Task goal> Report each line of the entries that includes "mutating" by copying it.
** Supplied records follows **
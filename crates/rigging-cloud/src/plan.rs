//! Plan types for resource reconciliation

use crate::provider::ResolvedAttributes;
use crate::resource::{AttributeValue, ResourceRef};
use rigging_core::{Value, ValueMap};
use serde::{Deserialize, Serialize};
use std::collections::BTreeMap;
use std::fmt;

/// Type of change to perform
#[derive(Debug, Clone, Copy, PartialEq, Eq, Serialize, Deserialize)]
#[serde(rename_all = "snake_case")]
pub enum ActionType {
    /// Create a new resource
    Create,
    /// Update an existing resource
    Update,
    /// Delete a resource
    Delete,
    /// No changes needed
    NoOp,
}

impl fmt::Display for ActionType {
    fn fmt(&self, f: &mut fmt::Formatter<'_>) -> fmt::Result {
        match self {
            ActionType::Create => write!(f, "create"),
            ActionType::Update => write!(f, "update"),
            ActionType::Delete => write!(f, "delete"),
            ActionType::NoOp => write!(f, "no-op"),
        }
    }
}

/// How a resource whose immutable attribute changed gets replaced
#[derive(Debug, Clone, Copy, PartialEq, Eq, Serialize, Deserialize)]
#[serde(rename_all = "snake_case")]
pub enum Replacement {
    /// New object first, old one deleted after dependents moved over
    CreateBeforeDestroy,
    /// Old object deleted first (unique names and the like)
    DestroyBeforeCreate,
}

/// Value an attribute will have after apply, as far as planning can tell
#[derive(Debug, Clone, PartialEq, Serialize, Deserialize)]
#[serde(tag = "state", content = "value", rename_all = "snake_case")]
pub enum PlannedValue {
    Known(Value),
    /// Depends on a resource that is still to be created or replaced
    Unknown,
}

impl fmt::Display for PlannedValue {
    fn fmt(&self, f: &mut fmt::Formatter<'_>) -> fmt::Result {
        match self {
            PlannedValue::Known(v) => write!(f, "{v}"),
            PlannedValue::Unknown => write!(f, "(known after apply)"),
        }
    }
}

/// One planned change
#[derive(Debug, Clone, PartialEq, Serialize, Deserialize)]
pub struct Change {
    pub action: ActionType,

    pub resource: ResourceRef,

    /// The object being updated or deleted
    #[serde(default, skip_serializing_if = "Option::is_none")]
    pub before: Option<ResolvedAttributes>,

    /// Declared attributes, resolved again at apply time
    #[serde(default, skip_serializing_if = "BTreeMap::is_empty")]
    pub after: BTreeMap<String, AttributeValue>,

    /// Plan-time view of `after`
    #[serde(default, skip_serializing_if = "BTreeMap::is_empty")]
    pub planned: BTreeMap<String, PlannedValue>,

    /// Attributes that differ from the recorded object
    #[serde(default, skip_serializing_if = "Vec::is_empty")]
    pub changed_attributes: Vec<String>,

    /// Set on both halves of a replacement
    #[serde(default, skip_serializing_if = "Option::is_none")]
    pub replacement: Option<Replacement>,

    /// The delete targets a deposed object
    #[serde(default, skip_serializing_if = "std::ops::Not::not")]
    pub deposed: bool,

    /// Dependencies recorded with the object on create/update
    #[serde(default, skip_serializing_if = "Vec::is_empty")]
    pub depends_on: Vec<ResourceRef>,

    /// Plan indices of the changes that must succeed first
    #[serde(default, skip_serializing_if = "Vec::is_empty")]
    pub requires: Vec<usize>,
}

impl Change {
    pub(crate) fn new(action: ActionType, resource: ResourceRef) -> Self {
        Self {
            action,
            resource,
            before: None,
            after: BTreeMap::new(),
            planned: BTreeMap::new(),
            changed_attributes: Vec::new(),
            replacement: None,
            deposed: false,
            depends_on: Vec::new(),
            requires: Vec::new(),
        }
    }

    pub(crate) fn delete(resource: ResourceRef, before: ResolvedAttributes) -> Self {
        let mut change = Self::new(ActionType::Delete, resource);
        change.before = Some(before);
        change
    }

    /// Provider ID of the object this change acts on, if it exists
    pub fn target_id(&self) -> Option<&str> {
        self.before.as_ref().map(|b| b.id.as_str())
    }

    /// Unique, human-readable key within a plan
    pub fn label(&self) -> String {
        match (self.action, self.deposed) {
            (ActionType::Delete, true) => format!(
                "delete {} (deposed {})",
                self.resource,
                self.target_id().unwrap_or("?")
            ),
            (action, _) => format!("{action} {}", self.resource),
        }
    }

    /// Plan-time values that are fully known
    pub fn known_values(&self) -> ValueMap {
        self.planned
            .iter()
            .filter_map(|(k, v)| match v {
                PlannedValue::Known(v) => Some((k.clone(), v.clone())),
                PlannedValue::Unknown => None,
            })
            .collect()
    }
}

impl fmt::Display for Change {
    fn fmt(&self, f: &mut fmt::Formatter<'_>) -> fmt::Result {
        let symbol = match (self.action, self.replacement) {
            (ActionType::Create, Some(_)) => "+/-",
            (ActionType::Delete, Some(_)) => "-/+",
            (ActionType::Create, None) => "+",
            (ActionType::Update, _) => "~",
            (ActionType::Delete, None) => "-",
            (ActionType::NoOp, _) => " ",
        };
        write!(f, "{symbol} {}", self.label())?;
        if self.replacement.is_some() {
            write!(f, " (replace)")?;
        }
        Ok(())
    }
}

/// Options controlling what gets planned
#[derive(Debug, Clone, Default)]
pub struct PlanOptions {
    /// Restrict the plan to these resources and their dependencies
    pub targets: Vec<ResourceRef>,

    /// Plan deletion of everything recorded
    pub destroy: bool,
}

/// Ordered list of changes, consumed once by apply.
///
/// Neither `Clone` nor `Deserialize`: the only way to get a plan is to
/// compute one, and applying it moves it.
#[derive(Debug, PartialEq, Serialize)]
pub struct Plan {
    /// Changes in execution order
    pub changes: Vec<Change>,

    /// Resources that need no change
    pub unchanged: Vec<ResourceRef>,

    /// Document variables, needed to resolve attributes at apply time
    pub variables: ValueMap,

    /// Lineage of the snapshot the plan was computed against
    pub lineage: String,

    /// Serial of the snapshot the plan was computed against
    pub serial: u64,
}

impl Plan {
    /// Whether the plan has any changes
    pub fn has_changes(&self) -> bool {
        !self.changes.is_empty()
    }

    /// Get changes by type
    pub fn changes_by_type(&self, action: ActionType) -> Vec<&Change> {
        self.changes.iter().filter(|c| c.action == action).collect()
    }

    /// Summary of the plan
    pub fn summary(&self) -> PlanSummary {
        PlanSummary {
            create: self.changes_by_type(ActionType::Create).len(),
            update: self.changes_by_type(ActionType::Update).len(),
            delete: self.changes_by_type(ActionType::Delete).len(),
            no_change: self.unchanged.len(),
        }
    }
}

/// Summary of planned changes
#[derive(Debug, Clone, Copy, PartialEq, Eq)]
pub struct PlanSummary {
    pub create: usize,
    pub update: usize,
    pub delete: usize,
    pub no_change: usize,
}

impl fmt::Display for PlanSummary {
    fn fmt(&self, f: &mut fmt::Formatter<'_>) -> fmt::Result {
        write!(
            f,
            "{} to create, {} to update, {} to delete, {} unchanged",
            self.create, self.update, self.delete, self.no_change
        )
    }
}
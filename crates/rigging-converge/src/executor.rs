//! Remote executor trait definition

use crate::error::ExecError;
use crate::inventory::Host;
use crate::module::ModuleKind;
use async_trait::async_trait;
use rigging_core::ValueMap;

/// What a module invocation did on the host
#[derive(Debug, Clone, Default, PartialEq)]
pub struct ExecOutput {
    /// The module performed a mutating operation
    pub changed: bool,
    /// Module-specific result data (stdout, rc, ...)
    pub payload: ValueMap,
}

impl ExecOutput {
    pub fn changed() -> Self {
        Self {
            changed: true,
            payload: ValueMap::new(),
        }
    }

    pub fn unchanged() -> Self {
        Self::default()
    }

    pub fn with_payload(mut self, key: impl Into<String>, value: serde_json::Value) -> Self {
        self.payload.insert(key.into(), value);
        self
    }
}

/// Channel that runs remote modules on a host
///
/// Implementations must honour the idempotency contract of each module:
/// inspect first, act only when needed, and report `changed` only after a
/// mutating operation. The engine only sends remote modules; local ones
/// (`debug`, `set_fact`, `assert`) never reach the executor.
#[async_trait]
pub trait RemoteExecutor: Send + Sync {
    /// Returns the executor name (e.g., "shell")
    fn name(&self) -> &str;

    async fn execute(
        &self,
        host: &Host,
        module: ModuleKind,
        params: &ValueMap,
    ) -> Result<ExecOutput, ExecError>;
}
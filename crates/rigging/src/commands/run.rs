use crate::RunArgs;
use crate::utils::{self, Context};
use colored::Colorize;
use rigging_cloud::StateStore;
use rigging_converge::{InventoryDocument, Outcome, Playbook, RunOptions, ShellExecutor};
use std::process::ExitCode;
use std::sync::Arc;

pub async fn handle(ctx: &Context, args: &RunArgs) -> anyhow::Result<ExitCode> {
    let playbook = Playbook::from_file(&args.playbook).await?;
    let document = InventoryDocument::from_file(&args.inventory).await?;

    // Hosts declared by provisioned resources come from the snapshot
    let snapshot = if document.from_state.is_empty() {
        None
    } else {
        let store = ctx.state_store(args.state.as_deref());
        tracing::info!(state = %store.path().display(), "Reading hosts from state");
        Some(store.load().await?)
    };
    let inventory = document.into_inventory(|resource_type| {
        snapshot
            .as_ref()
            .map(|s| s.outputs_of_type(resource_type))
            .unwrap_or_default()
    })?;

    let options = RunOptions {
        forks: args.forks.unwrap_or(ctx.settings.forks),
        call_policy: ctx.settings.executor_policy(),
    };
    println!(
        "{} {} ({} hosts, forks={})",
        "Running".blue(),
        args.playbook.display().to_string().cyan(),
        inventory.len(),
        options.forks
    );

    let cancel = utils::cancel_on_ctrl_c();
    let executor = Arc::new(ShellExecutor::new());
    let report = rigging_converge::run(&playbook, &inventory, executor, &options, &cancel).await?;

    for play in &report.plays {
        println!();
        println!("{} {}", "PLAY".bold(), play.name.bold());
        for host in &play.hosts {
            for result in &host.results {
                let status = result.outcome.to_string();
                let status = match result.outcome {
                    Outcome::Changed => status.yellow(),
                    Outcome::Unchanged => status.green(),
                    Outcome::Skipped => status.cyan(),
                    Outcome::Failed | Outcome::Unreachable => status.red(),
                };
                let handler = if result.handler { " (handler)" } else { "" };
                print!("  {}: [{}] {}{}", status, host.alias, result.action, handler);
                match &result.message {
                    Some(message) => println!(" => {}", message),
                    None => println!(),
                }
            }
        }
    }

    println!();
    println!("{}", "PLAY RECAP".bold());
    let failed = report.failed_hosts();
    for (alias, recap) in report.recap() {
        let name = if failed.contains(alias.as_str()) {
            alias.red()
        } else if recap.changed > 0 {
            alias.yellow()
        } else {
            alias.green()
        };
        println!("  {:<32} : {}", name, recap);
    }
    if report.cancelled {
        println!("{}", "Run cancelled.".yellow());
    }

    if report.is_success() {
        Ok(ExitCode::SUCCESS)
    } else {
        Ok(ExitCode::FAILURE)
    }
}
** End of Supplied records **
Answer to the problem>
    /// The module performed a mutating operation
/// mutating operation. The engine only sends remote modules; local ones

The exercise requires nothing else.